La perspective retenue a été institutionnelle et comparative. Trois territoires contrastés aussi
bien socialement que scolairement ont été choisis : trois départements (Eure-et-Loir, Ille-et-Vilaine, Seine-Saint-Denis) de trois académies (Créteil, Orléans-Tours, Rennes). Les sources ont été multiples, croisées, peu ou pas utilisées habituellement (archives des inspections
académiques, des rectorats, des inspections primaires, archives départementales, comptes rendus des Conseils Départementaux de l’Education Nationale (CDEN), procès-verbaux des conseils d’administration des collèges classés), toutes sont des sources institutionnelles.
Quelques témoignages d’acteurs éclairent et nourrissent la réflexion mais n’ont pas servi strictement d’archives.

Il s’est agi de rechercher les mouvements, les processus en oeuvre localement dans un contexte de décentralisation (lois de 1983) et de renforcement de la déconcentration. Dans ce contexte politique et administratif nouveau, quel a donc été le pilotage des politiques éducatives par les services déconcentrés de l’Education nationale ? Comment ont été mises en oeuvre les circulaires fondatrices de 1981 par les autorités déconcentrées ? Quels territoires
ont été retenus ? Vingt ans plus tard, après deux relances, que constate-t-on alors que la
seconde relance a vu une extension importante des établissements classés et que de nouveaux
textes ont progressivement remplacé les textes officiels initiaux ?

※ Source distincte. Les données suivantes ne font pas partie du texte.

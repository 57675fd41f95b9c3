#![no_std]
#![doc = include_str!("../README.md")]
#![warn(missing_docs)]

pub mod config;
pub mod data;
pub mod device;
pub mod fifo;
pub mod interface;
pub mod interrupt;
pub mod registers;

// Re-export main types
pub use config::{DataRate, I2cMode, I3cMode, LowPassBandwidth, PullUp, SpiMode};
pub use data::{pressure_from_bytes, pressure_to_hpa, temperature_from_bytes, temperature_to_celsius};
pub use device::{AllSources, Lps27hhwDriver};
pub use fifo::{FIFO_DEPTH, FifoMode, FifoSample, FifoStatus};
pub use interface::{I2cInterface, SpiInterface};
pub use interrupt::{
    DataStatus, InterruptLatch, InterruptPinConfig, InterruptRoute, InterruptSignal,
    InterruptSource, PinMode, PinPolarity, ThresholdEvent,
};

/// LPS27HHW 7-bit I2C address when the SA0 pin is high (default: 0x5D)
///
/// On the wire this frames as 0xBB (read) / 0xBA (write).
/// Use [`I2cInterface::sa0_high()`] for this configuration.
pub const I2C_ADDRESS_SA0_HIGH: u8 = 0x5D;

/// LPS27HHW 7-bit I2C address when the SA0 pin is low (alternative: 0x5C)
///
/// On the wire this frames as 0xB9 (read) / 0xB8 (write).
/// Use [`I2cInterface::sa0_low()`] for this configuration.
pub const I2C_ADDRESS_SA0_LOW: u8 = 0x5C;

/// 8-bit read framing of [`I2C_ADDRESS_SA0_HIGH`]
pub const I2C_ADD_H: u8 = 0xBB;

/// 8-bit read framing of [`I2C_ADDRESS_SA0_LOW`]
pub const I2C_ADD_L: u8 = 0xB9;

/// Expected value of `WHO_AM_I` register
pub const WHO_AM_I_VALUE: u8 = 0xB3;

/// Driver errors
///
/// The register layer has a single failure mode: the transport reported an
/// error. Out-of-range inputs are masked to the field width and unknown
/// register codes are returned as `Unknown(raw)`, so neither is an error.
#[derive(Debug, Clone, Copy, PartialEq, Eq)]
#[cfg_attr(feature = "defmt", derive(defmt::Format))]
pub enum Error<E> {
    /// Communication error with the device (contains the transport error)
    Transport(E),
}

impl<E> From<E> for Error<E> {
    fn from(error: E) -> Self {
        Self::Transport(error)
    }
}
//! Unit tests for status and interrupt source reads

use crate::common::{Operation, create_mock_driver};

#[test]
fn test_read_all_sources_order() {
    let (mut driver, interface) = create_mock_driver();
    interface.set_register(0x24, 0x85);
    interface.set_register(0x26, 0x40);
    interface.set_register(0x27, 0x21);

    let sources = driver.read_all_sources().unwrap();

    assert!(sources.interrupt_source.pressure_high);
    assert!(!sources.interrupt_source.pressure_low);
    assert!(sources.interrupt_source.active);
    assert!(sources.interrupt_source.boot_on);

    assert!(sources.fifo_status.overrun);
    assert!(!sources.fifo_status.full);
    assert!(!sources.fifo_status.watermark);

    assert!(sources.status.pressure_ready);
    assert!(!sources.status.temperature_ready);
    assert!(!sources.status.pressure_overrun);
    assert!(sources.status.temperature_overrun);

    let addresses: Vec<u8> = interface
        .operations()
        .iter()
        .map(|op| match op {
            Operation::Read { address, .. } | Operation::Write { address, .. } => *address,
        })
        .collect();
    assert_eq!(addresses, vec![0x24, 0x26, 0x27]);
}

#[test]
fn test_data_ready_flags() {
    let (mut driver, interface) = create_mock_driver();

    interface.set_register(0x27, 0x02);
    assert!(!driver.pressure_data_ready().unwrap());
    assert!(driver.temperature_data_ready().unwrap());

    interface.set_register(0x27, 0x13);
    let status = driver.read_status().unwrap();
    assert!(status.any_ready());
    assert!(status.pressure_overrun);
    assert!(!status.temperature_overrun);
}

#[test]
fn test_interrupt_source_threshold() {
    let (mut driver, interface) = create_mock_driver();

    interface.set_register(0x24, 0x06);
    let source = driver.read_interrupt_source().unwrap();
    assert!(source.pressure_low);
    assert!(source.active);
    assert!(source.any_threshold());
    assert!(!source.boot_on);
}

#[test]
fn test_status_reserved_bits_ignored() {
    let (mut driver, interface) = create_mock_driver();

    interface.set_register(0x27, 0xCC);
    let status = driver.read_status().unwrap();
    assert!(!status.any_ready());
    assert!(!status.any_overrun());
}
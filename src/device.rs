//! High-level driver API for the LPS27HHW
//!
//! This module provides typed access to every configuration field and data
//! channel of the sensor. Each setter is a read-modify-write of the owning
//! register, so bits that belong to other fields (reserved bits included)
//! are left untouched. Getters decode the field into the matching type from
//! [`crate::config`], [`crate::fifo`] or [`crate::interrupt`].
//!
//! The driver keeps no state of its own besides the bus interface: every
//! call goes straight to the device, and a failed call leaves nothing
//! behind that could affect the next one.

use crate::registers::{
    FIFO_DATA_OUT_PRESS_XL, FIFO_DATA_OUT_TEMP_L, Lps27hhw as RegisterDevice, PRESS_OUT_XL,
    TEMP_OUT_L,
};
use crate::{Error, data};

use crate::config::{DataRate, I2cMode, I3cMode, LowPassBandwidth, PullUp, SpiMode};
use crate::fifo::{FIFO_SAMPLE_SIZE, FIFO_WATERMARK_MAX, FifoMode, FifoSample, FifoStatus};
use crate::interrupt::{
    DataStatus, InterruptLatch, InterruptPinConfig, InterruptRoute, InterruptSignal,
    InterruptSource, PinMode, PinPolarity, ThresholdEvent,
};

use device_driver::RegisterInterface;

/// Largest value of the 15-bit pressure threshold
const THRESHOLD_MAX: u16 = 0x7FFF;

/// Snapshot of the three status registers
///
/// Read back-to-back by [`Lps27hhwDriver::read_all_sources`]. The hardware
/// gives no atomicity across the three reads.
#[derive(Debug, Default, Clone, Copy, PartialEq, Eq)]
#[cfg_attr(feature = "defmt", derive(defmt::Format))]
pub struct AllSources {
    /// `INT_SOURCE` (0x24)
    pub interrupt_source: InterruptSource,
    /// `FIFO_STATUS2` (0x26)
    pub fifo_status: FifoStatus,
    /// `STATUS` (0x27)
    pub status: DataStatus,
}

/// Main driver for the LPS27HHW
pub struct Lps27hhwDriver<I> {
    device: RegisterDevice<I>,
}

Ici ne sera abordé que le seul aspect de l’évolution de la carte de l’éducation prioritaire. Très
vite, cette question est apparue comme centrale car, d’une part, elle a conditionné l’affectation
des moyens et, par conséquent, à la fois la perception que pouvaient en avoir les acteurs et la
marge concrète dont ils pouvaient disposer pour mettre en oeuvre leurs projets, et, d’autre part,
elle a influé sur le pilotage des autorités intermédiaires et donc le fonctionnement des zones
prioritaires.

D’emblée, le secteur scolaire a été choisi comme unité constitutive de la zone prioritaire, avec
association explicite des acteurs locaux dans un projet de zone qui devait être interdegrés et
partenarial. En fin de période d’étude, l’introduction des REP a complexifié le dispositif et rendu difficile toute comparaison stricte entre le national et les configurations départementales et académiques, les recteurs ayant organisé l’articulation ZEP/REP comme ils le souhaitaient.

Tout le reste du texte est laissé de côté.